Mons. Escrivá de Balaguer rezó e hizo rezar, todos los días, en todos los Centros de la Obra, y a todos los socios, por la persona y las intenciones del Papa. Lo subrayó el Consiliario del Opus Dei en Italia, Mario Lantini, en los funerales celebrados el 28 de junio de 1975 en la Basílica romana de San Eugenio:

"Cristo. María. El Papa. ¿No acabamos de indicar, en tres palabras, los amores que compendian toda la fe católica? Mons. Escrivá de Balaguer, el Padre, había escrito estas palabras en 1934, cuando tenía treinta y dos años y el Opus Dei no contaba más que seis. Estas tres palabras componen un programa que ha guiado su vida entera, la de todos los socios del Opus Dei y la de cientos de miles de personas de todo el mundo".

 
 
 
 
 
 

Hasta el momento mismo de su muerte, el Fundador del Opus Dei manifestó su amor ‑su auténtica pasión‑ por la santidad de todos los sacerdotes. En la mañana del 26 de junio de 1975, dos horas antes de morir, el Fundador decía en un Centro de la Sección de mujeres del Opus Dei en Castelgandolfo:

Vosotras, por ser cristianas, tenéis alma sacerdotal, os diré como siempre que vengo aquí. Podéis y debéis ayudar con esa alma sacerdotal y, con la gracia de Dios, al ministerio sacerdotal de nosotros, los sacerdotes. Entre todos, haremos una labor eficaz.

Sacad motivo de todo para tratar a Dios y a su Madre Bendita, Nuestra Madre, y a San José, nuestro Padre y Señor, y a nuestros Ángeles Custodios, para ayudar a esta Iglesia Santa, nuestra Madre, que está tan necesitada, que lo está pasando tan mal en el mundo en estos momentos. Hemos de amar mucho a la Iglesia y al Papa. Pedid al Señor que sea eficaz nuestro servicio a su Iglesia y al Santo Padre.

Se trataba de un tema muy original que predicó sin interrupción a lo largo de los años ‑nadie hasta él había precisado esa realidad teológica del alma sacerdotal propia de todos los fieles, también de las mujeres‑, y una vez más pedía ayuda.

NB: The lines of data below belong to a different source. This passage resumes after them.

use anyhow::{Context, Result};
use clap::{Parser, Subcommand};
use std::path::PathBuf;
use tally_ingest::{
    Category, PlainTextPages, RecordSink, RevolutParser, TextSource, TransactionRecord,
    ingest_statement,
};
use tracing_subscriber::{EnvFilter, layer::SubscriberExt, util::SubscriberInitExt};

mod config;
mod state;
mod store;

use config::{Config, config_path, init_config, load_config};
use store::{JsonStore, manual_record};

const VERSION: &str = concat!(env!("CARGO_PKG_VERSION"), " (", env!("TALLY_BUILD_SHA"), ")");

#[derive(Parser, Debug)]
#[command(name = "tally", version = VERSION, about = "Pull transactions out of Revolut HUF statements")]
struct Cli {
    #[command(subcommand)]
    command: Command,
}

#[derive(Subcommand, Debug)]
enum Command {
    /// Parse extracted statement text and print the transactions (nothing is stored)
    Parse {
        /// Extracted text, one file per page, in page order
        #[arg(required = true)]
        files: Vec<PathBuf>,

        /// Print a JSON array instead of a table
        #[arg(long)]
        json: bool,
    },

    /// Parse extracted statement text and append the transactions to the store
    Import {
        /// Extracted text, one file per page, in page order
        #[arg(required = true)]
        files: Vec<PathBuf>,
    },

    /// Add one expense or income entry by hand
    Add {
        /// Statement-style date, e.g. "Jan 5, 2024"
        #[arg(long)]
        date: String,

        #[arg(long)]
        description: String,

        /// Signed amount, e.g. -15,500.00 for an expense
        #[arg(long, allow_hyphen_values = true)]
        amount: String,

        /// Expense or Income
        #[arg(long, value_parser = parse_category)]
        category: Category,
    },

    /// List stored entries
    List {
        /// Print JSON instead of a table
        #[arg(long)]
        json: bool,
    },

    /// Manage ~/.tally/config.toml
    Config {
        #[command(subcommand)]
        command: ConfigCommand,
    },
}

#[derive(Subcommand, Debug)]
enum ConfigCommand {
    /// Write the default config if none exists
    Init,
    /// Print the effective config
    Show,
}

fn parse_category(s: &str) -> Result<Category, String> {
    Category::from_label(s).ok_or_else(|| format!("expected Expense or Income, got {s:?}"))
}

fn init_logging(cfg: &Config) {
    tracing_subscriber::registry()
        .with(
            EnvFilter::try_from_default_env()
                .unwrap_or_else(|_| EnvFilter::new(&cfg.logging.filter)),
        )
        .with(tracing_subscriber::fmt::layer().with_writer(std::io::stderr))
        .init();
}

fn main() -> Result<()> {
    let cli = Cli::parse();
    let cfg = load_config()?;
    init_logging(&cfg);

    match cli.command {
        Command::Parse { files, json } => {
            let records = parse_files(&files)?;
            if json {
                println!("{}", serde_json::to_string_pretty(&records)?);
            } else {
                print_records(&records);
                println!("\nParsed {} transactions", records.len());
            }
        }

        Command::Import { files } => {
            let text = read_statement(&files)?;
            let parser = RevolutParser::new()?;
            let store_path = cfg.store_path()?;
            let mut store = JsonStore::open(&store_path)?;

            let summary = ingest_statement(&parser, &text, &mut store)
                .with_context(|| format!("storing into {}", store_path.display()))?;

            println!(
                "Uploaded and processed {} transactions. ({} expenses, {} income)",
                summary.stored, summary.expenses, summary.income
            );
        }

        Command::Add {
            date,
            description,
            amount,
            category,
        } => {
            let record = manual_record(&date, &description, &amount, category)?;
            let mut store = JsonStore::open(cfg.store_path()?)?;
            store.store(std::slice::from_ref(&record))?;
            println!(
                "Added: {} | {} | {} | {}",
                record.date, record.description, record.amount, record.category
            );
        }

        Command::List { json } => {
            let store = JsonStore::open(cfg.store_path()?)?;
            if json {
                println!("{}", serde_json::to_string_pretty(store.expenses())?);
            } else {
                for e in store.expenses() {
                    println!(
                        "#{:<5} {:<14} {:<8} {:>14}  {}",
                        e.id, e.date, e.category, e.amount, e.description
                    );
                }
                println!("\n{} entries in {}", store.expenses().len(), store.path().display());
            }
        }

        Command::Config { command } => match command {
            ConfigCommand::Init => init_config()?,
            ConfigCommand::Show => {
                println!("# {}", config_path()?.display());
                print!("{}", toml::to_string_pretty(&cfg)?);
                println!("# store: {}", cfg.store_path()?.display());
            }
        },
    }

    Ok(())
}

fn read_statement(files: &[PathBuf]) -> Result<String> {
    let source = PlainTextPages::new(files);
    source.extract_text().context("could not parse file")
}

fn parse_files(files: &[PathBuf]) -> Result<Vec<TransactionRecord>> {
    let text = read_statement(files)?;
    let parser = RevolutParser::new()?;
    Ok(parser.parse(&text))
}

fn print_records(records: &[TransactionRecord]) {
    for r in records {
        println!(
            "{:<14} {:<8} {:>14}  {}",
            r.date, r.category, r.amount, r.description
        );
    }
}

Su amor por los sacerdotes ‑y por los religiosos y las religiosas, aunque siempre advertía que no era ésta su vocación- fue constante en su vida. Lo destacaba el Arzobispo de Zaragoza. Mons. Cantero, en la homilía que pronunció en un funeral por el alma del Fundador del Opus Dei, con una anécdota expresiva: "Yo jamás olvidaré uno de mis encuentros personales con mi querido y llorado amigo Josemaría Escrivá. Inesperadamente, al caer la tarde del 14 de agosto de 1931, se presentó en mi casa en Madrid, con un calor de bochorno, en cuyo cielo, aun después de tres meses, parecía seguir flotando el humo de la quema de los conventos. Aquella visita y conversación con Josemaría Escrivá cambió la perspectiva de mi vida y ministerio pastoral".

Mons. Abilio del Campo, obispo de Calahorra, La Calzada y Logroño, testificó también su amor incondicional e incondicionado al Romano Pontífice, su veneración a la Jerarquía y a los sacerdotes, sus hermanos, y su cariño a los religiosos. Y recalcó con especial fuerza su amor a los sacerdotes diocesanos, para los que providencialmente abrió un lugar en el Opus Dei, y a los que siempre inculcó obediencia rendida al Ordinario propio. En su diócesis ha conocido a diversos sacerdotes realmente ejemplares, socios de la Obra, que "siempre han sido para mí hijos obedientes v celosos colaboradores en las tareas pastorales".

A su vez, Mons. Méndez, Arzobispo de Pamplona, declaraba en una entrevista periodística de urgencia, al tenerse noticia del fallecimiento del Fundador del Opus Dei: "También advertí su dimensión sacerdotal. El tema del sacerdocio afloraba con vivo amor. Todo lo relacionado con los sacerdotes le interesaba de forma apasionada".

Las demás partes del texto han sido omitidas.